From: Suparna Bhattacharya <suparna@in.ibm.com>

The open coded readahead logic which was added in aio_pread is best avoided
if possible.  Duplicating similar checks across sync and aio paths (e.g. 
checking for O_DIRECT) and the divergence of logic between these paths
isn't good from a long term maintainability standpoint.

Secondly, this logic really belongs in the generic fops methods for
aio_read rather than in the high level aio handlers; it should be possible
for a filesystem to override the logic with its own if suitable.

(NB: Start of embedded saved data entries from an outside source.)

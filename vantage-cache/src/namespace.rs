//! A single logical cache partition.
//!
//! A [`NamespaceStore`] maps [`CacheKey`]s to [`TimedEntry`]s under one mutex
//! and keeps its own counters and limits. Expired entries are treated as
//! misses on read and removed on the spot (lazy expiry); the manager's sweep
//! removes the rest (active expiry).
//!
//! After every put the store evicts least-recently-accessed entries until both
//! `max_entries` and `max_bytes` hold again. Recency follows operation order
//! (a per-store access tick), so eviction is exact even when two accesses
//! share a timestamp.

use chrono::Utc;
use serde::{Deserialize, Serialize};
use std::any::Any;
use std::collections::HashMap;
use std::sync::{Arc, Mutex, MutexGuard, PoisonError};
use std::time::Duration;
use vantage_core::{CacheKey, NamespaceConfig, Timestamp};

use crate::entry::{estimate_size, TimedEntry, DEFAULT_ENTRY_SIZE_BYTES};

/// Point-in-time metrics for one namespace.
#[derive(Debug, Clone, Default, PartialEq, Serialize, Deserialize)]
pub struct NamespaceMetrics {
    pub namespace: String,
    /// Resident entries (may include expired entries not yet swept).
    pub entries: usize,
    /// Estimated resident bytes.
    pub bytes: u64,
    pub hits: u64,
    pub misses: u64,
    /// Entries removed to satisfy capacity limits.
    pub evictions: u64,
    /// Entries removed because their TTL passed.
    pub expirations: u64,
    pub puts: u64,
    pub max_entries: usize,
    pub max_bytes: u64,
}

impl NamespaceMetrics {
    /// Total lookups served.
    pub fn requests(&self) -> u64 {
        self.hits + self.misses
    }

    /// Calculate the hit rate (0.0 to 1.0).
    pub fn hit_rate(&self) -> f64 {
        let total = self.requests();
        if total == 0 {
            0.0
        } else {
            self.hits as f64 / total as f64
        }
    }
}

#[derive(Debug, Default)]
struct Counters {
    hits: u64,
    misses: u64,
    evictions: u64,
    expirations: u64,
    puts: u64,
}

#[derive(Debug)]
struct StoreState<T> {
    entries: HashMap<CacheKey, TimedEntry<T>>,
    bytes: u64,
    tick: u64,
    counters: Counters,
}

impl<T> StoreState<T> {
    fn next_tick(&mut self) -> u64 {
        self.tick += 1;
        self.tick
    }

    fn remove(&mut self, key: &CacheKey) -> Option<TimedEntry<T>> {
        let entry = self.entries.remove(key)?;
        self.bytes = self.bytes.saturating_sub(entry.size_bytes());
        Some(entry)
    }

    fn purge_expired(&mut self, now: Timestamp) -> usize {
        let before = self.entries.len();
        let mut reclaimed = 0u64;
        self.entries.retain(|_, entry| {
            let keep = !entry.is_expired_at(now);
            if !keep {
                reclaimed += entry.size_bytes();
            }
            keep
        });
        self.bytes = self.bytes.saturating_sub(reclaimed);
        let removed = before - self.entries.len();
        self.counters.expirations += removed as u64;
        removed
    }

    /// Evict least-recently-accessed entries until both limits hold.
    fn enforce_capacity(&mut self, config: &NamespaceConfig) -> usize {
        let mut evicted = 0;
        while self.bytes > config.max_bytes || self.entries.len() > config.max_entries {
            let victim = self
                .entries
                .iter()
                .min_by_key(|(_, entry)| entry.access_tick())
                .map(|(key, _)| key.clone());

            let Some(victim) = victim else {
                break;
            };
            self.remove(&victim);
            self.counters.evictions += 1;
            evicted += 1;
            tracing::debug!(key = %victim, "Evicted cache entry over capacity");
        }
        evicted
    }
}

/// A single logical cache with its own TTL, limits, and counters.
#[derive(Debug)]
pub struct NamespaceStore<T> {
    name: String,
    config: NamespaceConfig,
    state: Mutex<StoreState<T>>,
}

impl<T> NamespaceStore<T> {
    /// Create an empty namespace.
    pub fn new(name: impl Into<String>, config: NamespaceConfig) -> Self {
        Self {
            name: name.into(),
            config,
            state: Mutex::new(StoreState {
                entries: HashMap::new(),
                bytes: 0,
                tick: 0,
                counters: Counters::default(),
            }),
        }
    }

    /// Namespace name.
    pub fn name(&self) -> &str {
        &self.name
    }

    /// Namespace limits and default TTL.
    pub fn config(&self) -> &NamespaceConfig {
        &self.config
    }

    fn state(&self) -> MutexGuard<'_, StoreState<T>> {
        self.state.lock().unwrap_or_else(|poisoned: PoisonError<_>| {
            tracing::warn!(namespace = %self.name, "Recovering poisoned cache namespace lock");
            poisoned.into_inner()
        })
    }

    /// Look up a key.
    pub fn get(&self, key: &CacheKey) -> Option<Arc<T>> {
        self.get_at(key, Utc::now())
    }

    /// Look up a key as of `now`.
    pub fn get_at(&self, key: &CacheKey, now: Timestamp) -> Option<Arc<T>> {
        let mut state = self.state();

        let Some(expired) = state.entries.get(key).map(|entry| entry.is_expired_at(now)) else {
            state.counters.misses += 1;
            tracing::debug!(namespace = %self.name, key = %key, "Cache miss");
            return None;
        };

        if expired {
            state.remove(key);
            state.counters.expirations += 1;
            state.counters.misses += 1;
            tracing::debug!(namespace = %self.name, key = %key, "Cache miss (expired)");
            return None;
        }

        let tick = state.next_tick();
        state.counters.hits += 1;
        let entry = state.entries.get_mut(key)?;
        entry.touch(now, tick);
        Some(Arc::clone(entry.value()))
    }

    /// True if a live entry exists. Does not touch counters or recency.
    pub fn contains(&self, key: &CacheKey) -> bool {
        self.contains_at(key, Utc::now())
    }

    /// True if a live entry exists as of `now`.
    pub fn contains_at(&self, key: &CacheKey, now: Timestamp) -> bool {
        self.state()
            .entries
            .get(key)
            .is_some_and(|entry| !entry.is_expired_at(now))
    }

    /// Remove one entry. Returns true if it was resident.
    pub fn invalidate(&self, key: &CacheKey) -> bool {
        self.state().remove(key).is_some()
    }

    /// Remove every entry. Counters are kept.
    pub fn clear(&self) -> usize {
        let mut state = self.state();
        let removed = state.entries.len();
        state.entries.clear();
        state.bytes = 0;
        removed
    }

    /// Remove expired entries.
    pub fn purge_expired(&self) -> usize {
        self.purge_expired_at(Utc::now())
    }

    /// Remove entries expired as of `now`.
    pub fn purge_expired_at(&self, now: Timestamp) -> usize {
        self.state().purge_expired(now)
    }

    /// Evict until the limits hold. A no-op unless limits were violated.
    pub fn enforce_capacity(&self) -> usize {
        self.state().enforce_capacity(&self.config)
    }

    /// Number of resident entries.
    pub fn len(&self) -> usize {
        self.state().entries.len()
    }

    /// True if no entries are resident.
    pub fn is_empty(&self) -> bool {
        self.len() == 0
    }

    /// Point-in-time metrics.
    pub fn metrics(&self) -> NamespaceMetrics {
        let state = self.state();
        NamespaceMetrics {
            namespace: self.name.clone(),
            entries: state.entries.len(),
            bytes: state.bytes,
            hits: state.counters.hits,
            misses: state.counters.misses,
            evictions: state.counters.evictions,
            expirations: state.counters.expirations,
            puts: state.counters.puts,
            max_entries: self.config.max_entries,
            max_bytes: self.config.max_bytes,
        }
    }
}

impl<T: Serialize> NamespaceStore<T> {
    /// Store a value with an explicit TTL.
    pub fn put(&self, key: CacheKey, value: T, ttl: Duration) {
        self.put_at(key, Arc::new(value), ttl, Utc::now());
    }

    /// Store a value with the namespace's default TTL.
    pub fn put_default(&self, key: CacheKey, value: T) {
        self.put(key, value, self.config.ttl);
    }

    /// Store an already-shared value with an explicit TTL.
    pub fn put_shared(&self, key: CacheKey, value: Arc<T>, ttl: Duration) {
        self.put_at(key, value, ttl, Utc::now());
    }

    /// Store a value as of `now`, then evict to satisfy the limits.
    ///
    /// Never fails: a value whose size cannot be measured is charged
    /// [`DEFAULT_ENTRY_SIZE_BYTES`].
    pub fn put_at(&self, key: CacheKey, value: Arc<T>, ttl: Duration, now: Timestamp) -> usize {
        let value_size = estimate_size(value.as_ref()).unwrap_or_else(|e| {
            tracing::warn!(
                namespace = %self.name,
                key = %key,
                error = %e,
                default_size = DEFAULT_ENTRY_SIZE_BYTES,
                "Size estimation failed, using default entry size"
            );
            DEFAULT_ENTRY_SIZE_BYTES
        });
        let size = value_size + key.as_str().len() as u64;

        let mut state = self.state();
        let tick = state.next_tick();
        if let Some(previous) = state.remove(&key) {
            tracing::trace!(key = %key, replaced_bytes = previous.size_bytes(), "Replacing entry");
        }
        state
            .entries
            .insert(key, TimedEntry::new(value, ttl, size, now, tick));
        state.bytes += size;
        state.counters.puts += 1;

        state.enforce_capacity(&self.config)
    }
}

/// Type-erased view of a namespace, used by the manager for sweeps and reports.
pub trait CacheNamespace: Send + Sync {
    fn namespace_name(&self) -> &str;

    fn snapshot(&self) -> NamespaceMetrics;

    fn contains_key_at(&self, key: &CacheKey, now: Timestamp) -> bool;

    fn invalidate_key(&self, key: &CacheKey) -> bool;

    /// Purge expired entries and re-assert limits. Returns (expired, evicted).
    fn sweep_at(&self, now: Timestamp) -> (usize, usize);

    fn clear_entries(&self) -> usize;

    fn into_any(self: Arc<Self>) -> Arc<dyn Any + Send + Sync>;
}

impl<T: Send + Sync + 'static> CacheNamespace for NamespaceStore<T> {
    fn namespace_name(&self) -> &str {
        &self.name
    }

    fn snapshot(&self) -> NamespaceMetrics {
        self.metrics()
    }

    fn contains_key_at(&self, key: &CacheKey, now: Timestamp) -> bool {
        self.contains_at(key, now)
    }

    fn invalidate_key(&self, key: &CacheKey) -> bool {
        self.invalidate(key)
    }

    fn sweep_at(&self, now: Timestamp) -> (usize, usize) {
        let mut state = self.state();
        let expired = state.purge_expired(now);
        let evicted = state.enforce_capacity(&self.config);
        (expired, evicted)
    }

    fn clear_entries(&self) -> usize {
        self.clear()
    }

    fn into_any(self: Arc<Self>) -> Arc<dyn Any + Send + Sync> {
        self
    }
}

So, this patch moves the readahead out of aio_pread, and instead modifies
do_generic_mapping_read to readahead _all_ the pages in the range requested
upfront before it starts waiting for any of the pages to become uptodate. 
This leads to sane readahead behaviour for the kind of i/o patterns
generated by streaming aio reads.  It also takes care not to repeatedly
issue readaheads for subsequent AIO retries for the same request.

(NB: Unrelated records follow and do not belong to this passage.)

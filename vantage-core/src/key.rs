//! URL normalization and cache key construction.
//!
//! Two requests for the same page must land on the same cache key, so every
//! key is built from a [`NormalizedUrl`]. Normalization:
//!
//! - lower-cases the scheme and host
//! - drops default ports (`:80` for http, `:443` for https) and the fragment
//! - strips trailing slashes from the path
//! - keeps only allow-listed query parameters, sorted by name
//! - assumes `https://` when no scheme is given

use crate::error::ValidationError;
use once_cell::sync::Lazy;
use regex::Regex;
use serde::{Deserialize, Serialize};
use sha2::{Digest, Sha256};
use std::borrow::Borrow;
use std::collections::BTreeSet;
use std::fmt;

static URL_PATTERN: Lazy<Regex> = Lazy::new(|| {
    Regex::new(r"^([A-Za-z][A-Za-z0-9+.\-]*)://([^/?#]*)([^?#]*)(?:\?([^#]*))?(?:#.*)?$")
        .expect("URL pattern is valid")
});

static SCHEME_PREFIX: Lazy<Regex> =
    Lazy::new(|| Regex::new(r"^[A-Za-z][A-Za-z0-9+.\-]*://").expect("scheme pattern is valid"));

static HOST_PORT: Lazy<Regex> =
    Lazy::new(|| Regex::new(r"^(.*?)(?::(\d*))?$").expect("host pattern is valid"));

/// Length of the hex variant tag derived from structured options.
const VARIANT_HEX_LEN: usize = 16;

// ============================================================================
// NORMALIZED URL
// ============================================================================

/// A URL in canonical form. Only [`UrlNormalizer`] constructs these.
#[derive(Debug, Clone, PartialEq, Eq, Hash, PartialOrd, Ord, Serialize, Deserialize)]
#[serde(transparent)]
pub struct NormalizedUrl(String);

impl NormalizedUrl {
    /// Borrow the canonical URL text.
    pub fn as_str(&self) -> &str {
        &self.0
    }
}

impl fmt::Display for NormalizedUrl {
    fn fmt(&self, f: &mut fmt::Formatter<'_>) -> fmt::Result {
        f.write_str(&self.0)
    }
}

impl AsRef<str> for NormalizedUrl {
    fn as_ref(&self) -> &str {
        &self.0
    }
}

/// Normalizes raw URLs using a query-parameter allow-list.
#[derive(Debug, Clone, Default, PartialEq, Eq)]
pub struct UrlNormalizer {
    query_allowlist: BTreeSet<String>,
}

impl UrlNormalizer {
    /// Create a normalizer that keeps only the named query parameters.
    pub fn new<I, S>(query_allowlist: I) -> Self
    where
        I: IntoIterator<Item = S>,
        S: Into<String>,
    {
        Self {
            query_allowlist: query_allowlist.into_iter().map(Into::into).collect(),
        }
    }

    /// Query parameter names that survive normalization.
    pub fn query_allowlist(&self) -> impl Iterator<Item = &str> {
        self.query_allowlist.iter().map(String::as_str)
    }

    /// Normalize a raw URL.
    pub fn normalize(&self, raw: &str) -> Result<NormalizedUrl, ValidationError> {
        let trimmed = raw.trim();
        if trimmed.is_empty() {
            return Err(invalid_url(raw, "URL is empty"));
        }

        let with_scheme = if SCHEME_PREFIX.is_match(trimmed) {
            trimmed.to_string()
        } else {
            format!("https://{}", trimmed)
        };

        let captures = URL_PATTERN
            .captures(&with_scheme)
            .ok_or_else(|| invalid_url(raw, "URL could not be parsed"))?;

        let scheme = captures[1].to_ascii_lowercase();
        let authority = captures.get(2).map_or("", |m| m.as_str());
        let path = captures.get(3).map_or("", |m| m.as_str());
        let query = captures.get(4).map_or("", |m| m.as_str());

        let authority = normalize_authority(&scheme, authority)
            .ok_or_else(|| invalid_url(raw, "URL has no host"))?;

        let mut normalized = format!("{}://{}{}", scheme, authority, path.trim_end_matches('/'));

        let query = self.filter_query(query);
        if !query.is_empty() {
            normalized.push('?');
            normalized.push_str(&query);
        }

        Ok(NormalizedUrl(normalized))
    }

    fn filter_query(&self, query: &str) -> String {
        if self.query_allowlist.is_empty() || query.is_empty() {
            return String::new();
        }

        let mut kept: Vec<(String, &str)> = query
            .split('&')
            .filter(|pair| !pair.is_empty())
            .filter_map(|pair| {
                let raw_name = pair.split('=').next().unwrap_or(pair);
                let name = urlencoding::decode(raw_name)
                    .map(|decoded| decoded.into_owned())
                    .unwrap_or_else(|_| raw_name.to_string());
                self.query_allowlist
                    .contains(&name)
                    .then_some((name, pair))
            })
            .collect();

        kept.sort();
        kept.iter()
            .map(|(_, pair)| *pair)
            .collect::<Vec<_>>()
            .join("&")
    }
}

/// Lower-case the host, drop a default port. Returns `None` when no host remains.
fn normalize_authority(scheme: &str, authority: &str) -> Option<String> {
    let (userinfo, host_port) = match authority.rfind('@') {
        Some(at) => (Some(&authority[..at]), &authority[at + 1..]),
        None => (None, authority),
    };

    let captures = HOST_PORT.captures(host_port)?;
    let host = captures.get(1).map_or("", |m| m.as_str()).to_ascii_lowercase();
    if host.is_empty() {
        return None;
    }

    let port = captures
        .get(2)
        .map(|m| m.as_str())
        .filter(|port| !port.is_empty())
        .filter(|port| !is_default_port(scheme, port));

    let mut out = String::with_capacity(authority.len());
    if let Some(userinfo) = userinfo {
        out.push_str(userinfo);
        out.push('@');
    }
    out.push_str(&host);
    if let Some(port) = port {
        out.push(':');
        out.push_str(port);
    }
    Some(out)
}

fn is_default_port(scheme: &str, port: &str) -> bool {
    matches!((scheme, port), ("http", "80") | ("https", "443"))
}

fn invalid_url(url: &str, reason: &str) -> ValidationError {
    ValidationError::InvalidUrl {
        url: url.to_string(),
        reason: reason.to_string(),
    }
}

// ============================================================================
// CACHE KEY
// ============================================================================

/// Opaque cache key derived from (namespace, normalized URL, optional variant).
#[derive(Debug, Clone, PartialEq, Eq, Hash, PartialOrd, Ord, Serialize, Deserialize)]
#[serde(transparent)]
pub struct CacheKey(String);

impl CacheKey {
    /// Key for a URL in a namespace.
    pub fn new(namespace: &str, url: &NormalizedUrl) -> Self {
        Self(format!("{}:{}", namespace, url))
    }

    /// Key for a URL in a namespace, distinguished by a variant tag.
    pub fn with_variant(namespace: &str, url: &NormalizedUrl, variant: &str) -> Self {
        Self(format!("{}:{}#{}", namespace, url, variant))
    }

    /// Key for a URL in a namespace, with a variant hashed from structured options.
    ///
    /// Options that cannot be serialized produce the plain key.
    pub fn for_options<T: Serialize>(namespace: &str, url: &NormalizedUrl, options: &T) -> Self {
        match variant_tag(options) {
            Some(tag) => Self::with_variant(namespace, url, &tag),
            None => Self::new(namespace, url),
        }
    }

    /// Borrow the key text.
    pub fn as_str(&self) -> &str {
        &self.0
    }
}

impl fmt::Display for CacheKey {
    fn fmt(&self, f: &mut fmt::Formatter<'_>) -> fmt::Result {
        f.write_str(&self.0)
    }
}

impl Borrow<str> for CacheKey {
    fn borrow(&self) -> &str {
        &self.0
    }
}

impl AsRef<str> for CacheKey {
    fn as_ref(&self) -> &str {
        &self.0
    }
}

/// Short, stable hash of structured options (first 16 hex chars of SHA-256).
pub fn variant_tag<T: Serialize>(options: &T) -> Option<String> {
    let bytes = serde_json::to_vec(options).ok()?;
    let digest = Sha256::digest(&bytes);
    let mut tag = hex::encode(digest);
    tag.truncate(VARIANT_HEX_LEN);
    Some(tag)
}
//! Class booking state machine.
//!
//! ```text
//! book ──► booked ──┬─► attended
//!   │        ▲      ├─► no_show
//!   │        │      └─► cancelled
//!   └─► waitlist ───────► cancelled
//!          (promoted when a booked seat is cancelled, FIFO by booked_at)
//! ```
//!
//! Every path runs in one unit of work holding the occurrence row and every
//! affected client ledger, so the seat freed by a cancellation goes to the
//! waitlist head before any concurrent booking can see it.

use tracing::{info, warn};
use ulid::Ulid;

use crate::limits::MAX_REGISTRATIONS_PER_CLASS;
use crate::model::*;
use crate::notify::Notification;
use crate::outbox::OutboxItem;
use crate::sync::{SyncEntity, SyncRequest};

use super::ledger;
use super::tx::UnitOfWork;
use super::{Engine, EngineError, Entity};

#[derive(Debug, Clone, PartialEq, Eq)]
pub struct BookingOutcome {
    pub registration_id: Ulid,
    pub status: RegistrationStatus,
    pub payment_status: PaymentStatus,
    pub credits_used: u32,
}

/// The waitlisted registration that took a freed seat.
#[derive(Debug, Clone, PartialEq, Eq)]
pub struct Promotion {
    pub registration_id: Ulid,
    pub client_id: Ulid,
    pub payment_status: PaymentStatus,
    pub credits_used: u32,
}

#[derive(Debug, Clone, PartialEq, Eq)]
pub struct CancelOutcome {
    pub registration_id: Ulid,
    pub previous_status: RegistrationStatus,
    pub refunded_credits: u32,
    pub unpaid_reduced_cents: i64,
    pub promoted: Option<Promotion>,
}

struct Charge {
    payment_status: PaymentStatus,
    credits_used: u32,
    debits: Vec<Ulid>,
}

fn record_audit(
    uow: &mut UnitOfWork<'_>,
    actor: Actor,
    action: AuditAction,
    before: Option<&ClassRegistration>,
    after: &ClassRegistration,
) {
    let entry = AuditEntry {
        id: Ulid::new(),
        at: uow.now,
        actor,
        action,
        occurrence_id: after.occurrence_id,
        registration_id: after.id,
        before: before.map(ClassRegistration::snapshot),
        after: after.snapshot(),
    };
    uow.write_audit(entry);
}

/// Pay for a seat: credits when the client has enough, otherwise the class
/// price goes on the unpaid balance.
fn charge_seat(
    uow: &mut UnitOfWork<'_>,
    occurrence: &ClassOccurrence,
    client_id: Ulid,
) -> Result<Charge, EngineError> {
    let now = uow.now;
    let required = occurrence.credits_required;
    let account = uow.ledger_mut(client_id)?;
    if ledger::available_credits(&account.passes, now) >= required {
        let debits = ledger::deduct_credits(account, required, now)?;
        uow.write_passes(client_id, &debits)?;
        metrics::counter!(crate::observability::CREDITS_DEDUCTED_TOTAL).increment(required as u64);
        Ok(Charge {
            payment_status: PaymentStatus::Paid,
            credits_used: required,
            debits,
        })
    } else {
        let balance = account.unpaid_balance_cents + occurrence.unpaid_charge_cents();
        uow.write_unpaid_balance(client_id, balance)?;
        Ok(Charge {
            payment_status: PaymentStatus::Unpaid,
            credits_used: 0,
            debits: Vec::new(),
        })
    }
}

 fs/aio.c            |   19 +------------------
 include/linux/aio.h |    3 +++
 mm/filemap.c        |   30 +++++++++++++++++++++++-------
 3 files changed, 27 insertions(+), 25 deletions(-)

diff -puN fs/aio.c~aio-readahead-rework fs/aio.c
--- 25/fs/aio.c~aio-readahead-rework	2003-08-30 15:42:34.000000000 -0700
+++ 25-akpm/fs/aio.c	2003-08-30 15:42:34.000000000 -0700
@@ -1363,25 +1363,8 @@ ssize_t aio_setup_iocb(struct kiocb *kio
 			kiocb->ki_left)))
 			break;
 		ret = -EINVAL;
-		if (file->f_op->aio_read) {
-			/*
-			 * Do not do readahead for DIRECT i/o
-			 */
-			if (!(file->f_flags & O_DIRECT)) {
-				struct address_space *mapping;
-				unsigned long index;
-				unsigned long end;
-
-				mapping = file->f_dentry->d_inode->i_mapping;
-				index = kiocb->ki_pos >> PAGE_CACHE_SHIFT;
-				end = (kiocb->ki_pos + kiocb->ki_left) >>
-						PAGE_CACHE_SHIFT;
-				for (; index < end; index++)
-					page_cache_readahead(mapping,
-						&file->f_ra, file, index);
-			}
+		if (file->f_op->aio_read)
 			kiocb->ki_retry = aio_pread;
-		}
 		break;
 	case IOCB_CMD_PWRITE:
 		ret = -EBADF;
diff -puN include/linux/aio.h~aio-readahead-rework include/linux/aio.h
--- 25/include/linux/aio.h~aio-readahead-rework	2003-08-30 15:42:34.000000000 -0700
+++ 25-akpm/include/linux/aio.h	2003-08-30 15:42:34.000000000 -0700
@@ -179,6 +179,9 @@ int FASTCALL(io_submit_one(struct kioctx
 	dump_stack(); \
 	}
 
+#define io_wait_to_kiocb(wait) container_of(wait, struct kiocb, ki_wait)
+#define is_retried_kiocb(iocb) ((iocb)->ki_retried > 1)
+
 #include <linux/aio_abi.h>
 
 static inline struct kiocb *list_kiocb(struct list_head *h)
diff -puN mm/filemap.c~aio-readahead-rework mm/filemap.c
--- 25/mm/filemap.c~aio-readahead-rework	2003-08-30 15:42:34.000000000 -0700
+++ 25-akpm/mm/filemap.c	2003-08-30 15:42:34.000000000 -0700
@@ -617,21 +617,39 @@ void do_generic_mapping_read(struct addr
 			     read_actor_t actor)
 {
 	struct inode *inode = mapping->host;
-	unsigned long index, offset;
+	unsigned long index, offset, last, end_index;
 	struct page *cached_page;
+	loff_t isize = i_size_read(inode);
 	int error;
 
 	cached_page = NULL;
 	index = *ppos >> PAGE_CACHE_SHIFT;
 	offset = *ppos & ~PAGE_CACHE_MASK;
 
+	last = (*ppos + desc->count) >> PAGE_CACHE_SHIFT;
+	end_index = isize >> PAGE_CACHE_SHIFT;
+	if (last > end_index)
+		last = end_index;
+
+	/* Don't repeat the readahead if we are executing aio retries */
+	if (in_aio()) {
+		if (is_retried_kiocb(io_wait_to_kiocb(current->io_wait)))
+			goto done_readahead;
+	}
+
+	/*
+	 * Let the readahead logic know upfront about all
+	 * the pages we'll need to satisfy this request
+	 */
+	for (; index < last; index++)
+		page_cache_readahead(mapping, ra, filp, index);
+	index = *ppos >> PAGE_CACHE_SHIFT;
+
+done_readahead:
 	for (;;) {
 		struct page *page;
-		unsigned long end_index, nr, ret;
-		loff_t isize = i_size_read(inode);
+		unsigned long nr, ret;
 
-		end_index = isize >> PAGE_CACHE_SHIFT;
-			
 		if (index > end_index)
 			break;
 		nr = PAGE_CACHE_SIZE;
@@ -642,8 +660,6 @@ void do_generic_mapping_read(struct addr
 		}
 
 		cond_resched();
-		if (is_sync_wait(current->io_wait))
-			page_cache_readahead(mapping, ra, filp, index);
 
 		nr = nr - offset;
 find_page:

_